Friday, December 30, 2005

The fix was in

One of the Juan Cole ten myths about Iraq concerns religious extremism in Iraqi politics:

"There is a silent majority of middle class, secular-minded Iraqis who reject religious fundamentalism."


The facts of two elections appear to disprove this widely held hope. Or do they? The Americans wrote the Iraqi constitution in English, and were nice enough to translate it into Arabic so the Iraqis who were supposed to be drafting it actually got a chance to read it. American experts crafted each part of it, including how the government would be selected (and did so in a time frame mandated by American political concerns, thus not having enough time to deal with the most important issues of federalism).

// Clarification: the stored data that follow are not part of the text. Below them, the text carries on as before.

//! Every bundled WGSL program must parse and validate with naga.
//!
//! Run with: cargo test --test shader_validation

use orb_visualiser::gpu::shaders;
use orb_visualiser::shader_check::{validate_theme, validate_wgsl};
use orb_visualiser::theme::THEMES;

#[test]
fn test_theme_programs_validate() {
    let mut failures = Vec::new();
    for theme in THEMES.iter() {
        if let Err(e) = validate_theme(theme) {
            failures.push(format!("{}: {}", theme.id, e));
        }
    }
    assert!(failures.is_empty(), "invalid theme shaders:\n{}", failures.join("\n"));
}

#[test]
fn test_shared_programs_validate() {
    let mut failures = Vec::new();
    for (label, source) in shaders::ALL {
        if let Err(e) = validate_wgsl(label, source) {
            failures.push(format!("{}: {}", label, e));
        }
    }
    assert!(failures.is_empty(), "invalid shared shaders:\n{}", failures.join("\n"));
}
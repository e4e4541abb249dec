mod fs;

pub use fs::FsStore;

use chrono::{DateTime, Utc};
use serde::{Deserialize, Serialize};
use std::path::PathBuf;
use thiserror::Error;

/// Errors from the storage boundary (photos, history, catalog records).
#[derive(Debug, Error)]
pub enum StorageError {
    #[error("I/O error: {0}")]
    Io(#[from] std::io::Error),

    #[error("record parse error: {0}")]
    Json(#[from] serde_json::Error),

    #[error("not found: {0}")]
    NotFound(String),
}

/// One saved look: a composite image tied to the clothing item it was
/// produced from.
#[derive(Debug, Clone, Serialize, Deserialize)]
pub struct HistoryRecord {
    pub id: String,
    pub user_id: String,
    pub clothing_item_id: String,
    pub image_path: PathBuf,
    pub created_at: DateTime<Utc>,
}

/// User photo storage boundary.
pub trait PhotoStore {
    /// Store a user's photo, replacing any previous one. Returns the stored
    /// location.
    fn store_user_photo(&self, user_id: &str, image_bytes: &[u8])
        -> Result<PathBuf, StorageError>;

    /// Location of the user's stored photo, or `NotFound`.
    fn get_user_photo(&self, user_id: &str) -> Result<PathBuf, StorageError>;
}

/// Try-on history boundary.
pub trait HistoryStore {
    /// Persist a finished composite (lossless PNG bytes) as a history record.
    fn record_try_on(
        &self,
        user_id: &str,
        clothing_item_id: &str,
        combined_png: &[u8],
    ) -> Result<HistoryRecord, StorageError>;

    /// All of a user's looks, newest first.
    fn list_try_on_history(&self, user_id: &str) -> Result<Vec<HistoryRecord>, StorageError>;
}
use super::{HistoryRecord, HistoryStore, PhotoStore, StorageError};
use chrono::Utc;
use std::fs;
use std::path::{Path, PathBuf};
use std::sync::atomic::{AtomicU64, Ordering};

/// Filesystem-backed photo and history storage
///
/// Layout under the root:
/// - `users/<user>/photo.png`
/// - `users/<user>/looks/<id>.png`
/// - `users/<user>/history/<id>.json`
pub struct FsStore {
    root: PathBuf,
    seq: AtomicU64,
}

impl FsStore {
    pub fn new<P: AsRef<Path>>(root: P) -> Self {
        Self {
            root: root.as_ref().to_path_buf(),
            seq: AtomicU64::new(0),
        }
    }

    fn user_dir(&self, user_id: &str) -> PathBuf {
        self.root.join("users").join(user_id)
    }

    /// Millisecond timestamp plus a process-local sequence number, so
    /// back-to-back saves still get distinct ids.
    fn next_id(&self) -> String {
        format!(
            "{}-{}",
            Utc::now().timestamp_millis(),
            self.seq.fetch_add(1, Ordering::Relaxed)
        )
    }
}

impl PhotoStore for FsStore {
    fn store_user_photo(
        &self,
        user_id: &str,
        image_bytes: &[u8],
    ) -> Result<PathBuf, StorageError> {
        let dir = self.user_dir(user_id);
        fs::create_dir_all(&dir)?;

        let path = dir.join("photo.png");
        fs::write(&path, image_bytes)?;
        tracing::debug!(user = user_id, "stored user photo");
        Ok(path)
    }

    fn get_user_photo(&self, user_id: &str) -> Result<PathBuf, StorageError> {
        let path = self.user_dir(user_id).join("photo.png");
        if path.exists() {
            Ok(path)
        } else {
            Err(StorageError::NotFound(format!(
                "no stored photo for user {user_id}"
            )))
        }
    }
}

impl HistoryStore for FsStore {
    fn record_try_on(
        &self,
        user_id: &str,
        clothing_item_id: &str,
        combined_png: &[u8],
    ) -> Result<HistoryRecord, StorageError> {
        let id = self.next_id();
        let looks_dir = self.user_dir(user_id).join("looks");
        let history_dir = self.user_dir(user_id).join("history");
        fs::create_dir_all(&looks_dir)?;
        fs::create_dir_all(&history_dir)?;

        let image_path = looks_dir.join(format!("{id}.png"));
        fs::write(&image_path, combined_png)?;

        let record = HistoryRecord {
            id: id.clone(),
            user_id: user_id.to_string(),
            clothing_item_id: clothing_item_id.to_string(),
            image_path,
            created_at: Utc::now(),
        };
        fs::write(
            history_dir.join(format!("{id}.json")),
            serde_json::to_string_pretty(&record)?,
        )?;

        tracing::debug!(user = user_id, look = %record.id, "recorded try-on");
        Ok(record)
    }

    fn list_try_on_history(&self, user_id: &str) -> Result<Vec<HistoryRecord>, StorageError> {
        let dir = self.user_dir(user_id).join("history");
        if !dir.exists() {
            return Ok(Vec::new());
        }

        let mut records = Vec::new();
        for entry in fs::read_dir(&dir)? {
            let path = entry?.path();
            if path.extension().map_or(true, |ext| ext != "json") {
                continue;
            }
            let content = fs::read_to_string(&path)?;
            records.push(serde_json::from_str::<HistoryRecord>(&content)?);
        }

        // Newest first; the sequence suffix breaks same-instant ties
        records.sort_by(|a, b| {
            b.created_at
                .cmp(&a.created_at)
                .then_with(|| b.id.cmp(&a.id))
        });
        Ok(records)
    }
}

You would think that Americans crafting a constitution would have created an electoral system based on the Greatest Democracy in the World, the U. S. of A. But you'd be wrong. Instead of a first-past-the-post system which encourages the formation of broadly based parties which distinguish themselves primarily on class, a system which would have forced Iraqis to compromise on sectarian issues in order to create a broad enough base to have a chance at winning power, the Americans appear to have looked around for the best system they could find and fastened their hopes on the system used by . . . Israel. Yes, they picked absolutely the worst possible system, one guaranteed to encourage the formation of many tiny parties based on religious or ethnic differences, with the tiniest microparties with the craziest extremists ending up holding the balance of power. We'll never know if Juan Cole is right about the nature of the majority of Iraqi voters as Iraqi voters will never get a chance to vote for a sane party system.


After the Americans set up an electoral system guaranteed to create a theocratic state which will fall apart into civil war, they either lie about it, claiming the Iraqi elections were a great victory for democracy, or pretend to be shocked at the outcome.